**TASK STATEMENT**.
From the first line through the last, transcribe the listing word for word.

**RECORDS FOR PROCESSING**.
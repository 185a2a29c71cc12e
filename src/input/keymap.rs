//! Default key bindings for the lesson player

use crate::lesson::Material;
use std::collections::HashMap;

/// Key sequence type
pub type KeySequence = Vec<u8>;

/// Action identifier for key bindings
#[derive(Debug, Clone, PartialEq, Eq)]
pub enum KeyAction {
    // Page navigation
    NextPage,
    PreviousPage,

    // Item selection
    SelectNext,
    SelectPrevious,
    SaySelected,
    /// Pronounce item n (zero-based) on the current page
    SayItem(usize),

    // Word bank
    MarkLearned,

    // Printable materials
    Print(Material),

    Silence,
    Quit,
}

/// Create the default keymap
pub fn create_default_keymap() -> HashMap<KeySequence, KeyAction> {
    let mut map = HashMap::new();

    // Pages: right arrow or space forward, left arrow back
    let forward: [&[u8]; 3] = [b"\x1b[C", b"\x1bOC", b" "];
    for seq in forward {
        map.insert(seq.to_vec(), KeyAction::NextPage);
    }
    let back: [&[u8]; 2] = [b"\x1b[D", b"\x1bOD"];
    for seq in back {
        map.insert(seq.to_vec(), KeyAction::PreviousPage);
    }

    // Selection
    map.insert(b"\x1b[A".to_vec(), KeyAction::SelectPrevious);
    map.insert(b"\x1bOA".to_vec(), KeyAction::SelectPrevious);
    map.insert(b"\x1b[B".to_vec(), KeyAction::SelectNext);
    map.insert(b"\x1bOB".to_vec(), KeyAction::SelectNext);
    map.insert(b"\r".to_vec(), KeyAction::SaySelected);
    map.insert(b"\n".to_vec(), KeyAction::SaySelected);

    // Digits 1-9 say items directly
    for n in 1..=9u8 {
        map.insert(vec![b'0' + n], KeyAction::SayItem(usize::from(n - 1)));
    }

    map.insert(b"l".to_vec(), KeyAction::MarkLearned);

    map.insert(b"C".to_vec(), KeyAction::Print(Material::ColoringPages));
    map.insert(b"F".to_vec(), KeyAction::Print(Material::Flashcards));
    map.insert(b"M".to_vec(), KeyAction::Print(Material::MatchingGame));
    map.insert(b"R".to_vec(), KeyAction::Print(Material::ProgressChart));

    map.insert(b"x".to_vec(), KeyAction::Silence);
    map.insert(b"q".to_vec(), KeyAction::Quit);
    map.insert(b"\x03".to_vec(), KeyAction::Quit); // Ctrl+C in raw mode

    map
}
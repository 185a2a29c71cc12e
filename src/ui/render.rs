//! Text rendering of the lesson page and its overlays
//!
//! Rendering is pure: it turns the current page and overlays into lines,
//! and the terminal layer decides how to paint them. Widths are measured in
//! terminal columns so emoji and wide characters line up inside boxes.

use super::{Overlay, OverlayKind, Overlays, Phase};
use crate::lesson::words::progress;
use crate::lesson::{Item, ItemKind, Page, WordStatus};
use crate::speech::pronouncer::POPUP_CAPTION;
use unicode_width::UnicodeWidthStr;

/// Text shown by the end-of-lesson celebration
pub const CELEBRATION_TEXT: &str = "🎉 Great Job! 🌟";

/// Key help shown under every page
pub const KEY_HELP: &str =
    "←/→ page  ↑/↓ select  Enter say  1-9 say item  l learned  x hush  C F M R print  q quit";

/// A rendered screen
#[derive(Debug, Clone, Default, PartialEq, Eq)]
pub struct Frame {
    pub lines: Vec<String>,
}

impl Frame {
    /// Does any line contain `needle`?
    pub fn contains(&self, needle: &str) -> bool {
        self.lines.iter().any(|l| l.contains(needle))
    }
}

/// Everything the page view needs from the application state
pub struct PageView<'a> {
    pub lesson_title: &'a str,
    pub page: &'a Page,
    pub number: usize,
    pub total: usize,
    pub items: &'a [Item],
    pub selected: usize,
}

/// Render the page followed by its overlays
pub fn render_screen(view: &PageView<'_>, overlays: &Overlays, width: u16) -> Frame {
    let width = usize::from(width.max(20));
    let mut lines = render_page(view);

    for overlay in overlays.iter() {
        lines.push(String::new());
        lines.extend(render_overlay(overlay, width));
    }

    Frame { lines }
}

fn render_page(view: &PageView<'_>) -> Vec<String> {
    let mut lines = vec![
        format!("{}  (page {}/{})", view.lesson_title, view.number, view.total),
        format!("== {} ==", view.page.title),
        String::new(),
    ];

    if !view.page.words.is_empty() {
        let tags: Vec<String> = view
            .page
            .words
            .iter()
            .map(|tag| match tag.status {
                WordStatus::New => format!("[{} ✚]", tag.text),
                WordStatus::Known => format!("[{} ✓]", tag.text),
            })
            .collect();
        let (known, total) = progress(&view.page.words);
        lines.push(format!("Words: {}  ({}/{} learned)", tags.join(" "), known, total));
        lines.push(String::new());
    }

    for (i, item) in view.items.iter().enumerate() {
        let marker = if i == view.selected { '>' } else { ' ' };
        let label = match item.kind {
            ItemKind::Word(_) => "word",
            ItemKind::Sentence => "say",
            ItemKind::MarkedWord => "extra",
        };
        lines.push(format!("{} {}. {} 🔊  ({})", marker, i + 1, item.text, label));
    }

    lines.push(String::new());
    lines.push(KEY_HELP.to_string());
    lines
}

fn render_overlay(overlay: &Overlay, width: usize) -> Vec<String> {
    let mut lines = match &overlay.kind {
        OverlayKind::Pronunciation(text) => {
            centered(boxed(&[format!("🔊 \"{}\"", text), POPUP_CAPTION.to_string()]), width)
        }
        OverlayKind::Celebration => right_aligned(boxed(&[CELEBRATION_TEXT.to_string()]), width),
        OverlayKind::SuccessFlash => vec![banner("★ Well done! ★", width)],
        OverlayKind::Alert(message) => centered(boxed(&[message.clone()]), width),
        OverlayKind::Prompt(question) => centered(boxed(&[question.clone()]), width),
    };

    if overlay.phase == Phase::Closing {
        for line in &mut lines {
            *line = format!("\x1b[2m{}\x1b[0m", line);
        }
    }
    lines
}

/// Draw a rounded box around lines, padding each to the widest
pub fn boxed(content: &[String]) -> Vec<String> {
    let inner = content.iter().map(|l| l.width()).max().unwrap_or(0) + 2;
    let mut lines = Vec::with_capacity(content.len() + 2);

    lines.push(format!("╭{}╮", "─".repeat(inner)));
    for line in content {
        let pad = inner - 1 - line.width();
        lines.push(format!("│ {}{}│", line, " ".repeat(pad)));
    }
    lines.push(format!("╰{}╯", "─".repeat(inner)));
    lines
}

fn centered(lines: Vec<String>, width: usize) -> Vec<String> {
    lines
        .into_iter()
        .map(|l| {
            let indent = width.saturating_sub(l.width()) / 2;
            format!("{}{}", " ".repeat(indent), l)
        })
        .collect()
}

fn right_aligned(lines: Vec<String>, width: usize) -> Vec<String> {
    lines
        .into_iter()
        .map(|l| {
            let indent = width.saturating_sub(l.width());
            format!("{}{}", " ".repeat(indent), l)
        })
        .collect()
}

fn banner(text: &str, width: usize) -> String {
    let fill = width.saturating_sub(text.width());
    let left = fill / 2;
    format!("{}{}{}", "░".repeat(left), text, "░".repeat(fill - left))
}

**FINISHED EXERCISE**.
repository 185a2a29c71cc12e
filename src/input/keymap.rs
//! Default key bindings for the lesson player

use crate::lesson::Material;
use std::collections::HashMap;

/// Key sequence type
pub type KeySequence = Vec<u8>;

/// Action identifier for key bindings
#[derive(Debug, Clone, PartialEq, Eq)]
pub enum KeyAction {
    // Page navigation
    NextPage,
    PreviousPage,

    // Item selection
    SelectNext,
    SelectPrevious,
    SaySelected,
    /// Pronounce item n (zero-based) on the current page
    SayItem(usize),

    // Word bank
    MarkLearned,

    // Printable materials
    Print(Material),

    Silence,
    Quit,
}

/// Create the default keymap
pub fn create_default_keymap() -> HashMap<KeySequence, KeyAction> {
    let mut map = HashMap::new();

    // Pages: right arrow or space forward, left arrow back
    let forward: [&[u8]; 3] = [b"\x1b[C", b"\x1bOC", b" "];
    for seq in forward {
        map.insert(seq.to_vec(), KeyAction::NextPage);
    }
    let back: [&[u8]; 2] = [b"\x1b[D", b"\x1bOD"];
    for seq in back {
        map.insert(seq.to_vec(), KeyAction::PreviousPage);
    }

    // Selection
    map.insert(b"\x1b[A".to_vec(), KeyAction::SelectPrevious);
    map.insert(b"\x1bOA".to_vec(), KeyAction::SelectPrevious);
    map.insert(b"\x1b[B".to_vec(), KeyAction::SelectNext);
    map.insert(b"\x1bOB".to_vec(), KeyAction::SelectNext);
    map.insert(b"\r".to_vec(), KeyAction::SaySelected);
    map.insert(b"\n".to_vec(), KeyAction::SaySelected);

    // Digits 1-9 say items directly
    for n in 1..=9u8 {
        map.insert(vec![b'0' + n], KeyAction::SayItem(usize::from(n - 1)));
    }

    map.insert(b"l".to_vec(), KeyAction::MarkLearned);

    map.insert(b"C".to_vec(), KeyAction::Print(Material::ColoringPages));
    map.insert(b"F".to_vec(), KeyAction::Print(Material::Flashcards));
    map.insert(b"M".to_vec(), KeyAction::Print(Material::MatchingGame));
    map.insert(b"R".to_vec(), KeyAction::Print(Material::ProgressChart));

    map.insert(b"x".to_vec(), KeyAction::Silence);
    map.insert(b"q".to_vec(), KeyAction::Quit);
    map.insert(b"\x03".to_vec(), KeyAction::Quit); // Ctrl+C in raw mode

    map
}
repository 185a2a29c71cc12e
filename src/ui/render.rs
//! Text rendering of the lesson page and its overlays
//!
//! Rendering is pure: it turns the current page and overlays into lines,
//! and the terminal layer decides how to paint them. Widths are measured in
//! terminal columns so emoji and wide characters line up inside boxes.

use super::{Overlay, OverlayKind, Overlays, Phase};
use crate::lesson::words::progress;
use crate::lesson::{Item, ItemKind, Page, WordStatus};
use crate::speech::pronouncer::POPUP_CAPTION;
use unicode_width::UnicodeWidthStr;

/// Text shown by the end-of-lesson celebration
pub const CELEBRATION_TEXT: &str = "🎉 Great Job! 🌟";

/// Key help shown under every page
pub const KEY_HELP: &str =
    "←/→ page  ↑/↓ select  Enter say  1-9 say item  l learned  x hush  C F M R print  q quit";

/// A rendered screen
#[derive(Debug, Clone, Default, PartialEq, Eq)]
pub struct Frame {
    pub lines: Vec<String>,
}

impl Frame {
    /// Does any line contain `needle`?
    pub fn contains(&self, needle: &str) -> bool {
        self.lines.iter().any(|l| l.contains(needle))
    }
}

/// Everything the page view needs from the application state
pub struct PageView<'a> {
    pub lesson_title: &'a str,
    pub page: &'a Page,
    pub number: usize,
    pub total: usize,
    pub items: &'a [Item],
    pub selected: usize,
}

/// Render the page followed by its overlays
pub fn render_screen(view: &PageView<'_>, overlays: &Overlays, width: u16) -> Frame {
    let width = usize::from(width.max(20));
    let mut lines = render_page(view);

    for overlay in overlays.iter() {
        lines.push(String::new());
        lines.extend(render_overlay(overlay, width));
    }

    Frame { lines }
}

fn render_page(view: &PageView<'_>) -> Vec<String> {
    let mut lines = vec![
        format!("{}  (page {}/{})", view.lesson_title, view.number, view.total),
        format!("== {} ==", view.page.title),
        String::new(),
    ];

    if !view.page.words.is_empty() {
        let tags: Vec<String> = view
            .page
            .words
            .iter()
            .map(|tag| match tag.status {
                WordStatus::New => format!("[{} ✚]", tag.text),
                WordStatus::Known => format!("[{} ✓]", tag.text),
            })
            .collect();
        let (known, total) = progress(&view.page.words);
        lines.push(format!("Words: {}  ({}/{} learned)", tags.join(" "), known, total));
        lines.push(String::new());
    }

    for (i, item) in view.items.iter().enumerate() {
        let marker = if i == view.selected { '>' } else { ' ' };
        let label = match item.kind {
            ItemKind::Word(_) => "word",
            ItemKind::Sentence => "say",
            ItemKind::MarkedWord => "extra",
        };
        lines.push(format!("{} {}. {} 🔊  ({})", marker, i + 1, item.text, label));
    }

    lines.push(String::new());
    lines.push(KEY_HELP.to_string());
    lines
}

fn render_overlay(overlay: &Overlay, width: usize) -> Vec<String> {
    let mut lines = match &overlay.kind {
        OverlayKind::Pronunciation(text) => {
            centered(boxed(&[format!("🔊 \"{}\"", text), POPUP_CAPTION.to_string()]), width)
        }
        OverlayKind::Celebration => right_aligned(boxed(&[CELEBRATION_TEXT.to_string()]), width),
        OverlayKind::SuccessFlash => vec![banner("★ Well done! ★", width)],
        OverlayKind::Alert(message) => centered(boxed(&[message.clone()]), width),
        OverlayKind::Prompt(question) => centered(boxed(&[question.clone()]), width),
    };

    if overlay.phase == Phase::Closing {
        for line in &mut lines {
            *line = format!("\x1b[2m{}\x1b[0m", line);
        }
    }
    lines
}

/// Draw a rounded box around lines, padding each to the widest
pub fn boxed(content: &[String]) -> Vec<String> {
    let inner = content.iter().map(|l| l.width()).max().unwrap_or(0) + 2;
    let mut lines = Vec::with_capacity(content.len() + 2);

    lines.push(format!("╭{}╮", "─".repeat(inner)));
    for line in content {
        let pad = inner - 1 - line.width();
        lines.push(format!("│ {}{}│", line, " ".repeat(pad)));
    }
    lines.push(format!("╰{}╯", "─".repeat(inner)));
    lines
}

fn centered(lines: Vec<String>, width: usize) -> Vec<String> {
    lines
        .into_iter()
        .map(|l| {
            let indent = width.saturating_sub(l.width()) / 2;
            format!("{}{}", " ".repeat(indent), l)
        })
        .collect()
}

fn right_aligned(lines: Vec<String>, width: usize) -> Vec<String> {
    lines
        .into_iter()
        .map(|l| {
            let indent = width.saturating_sub(l.width());
            format!("{}{}", " ".repeat(indent), l)
        })
        .collect()
}

fn banner(text: &str, width: usize) -> String {
    let fill = width.saturating_sub(text.width());
    let left = fill / 2;
    format!("{}{}{}", "░".repeat(left), text, "░".repeat(fill - left))
}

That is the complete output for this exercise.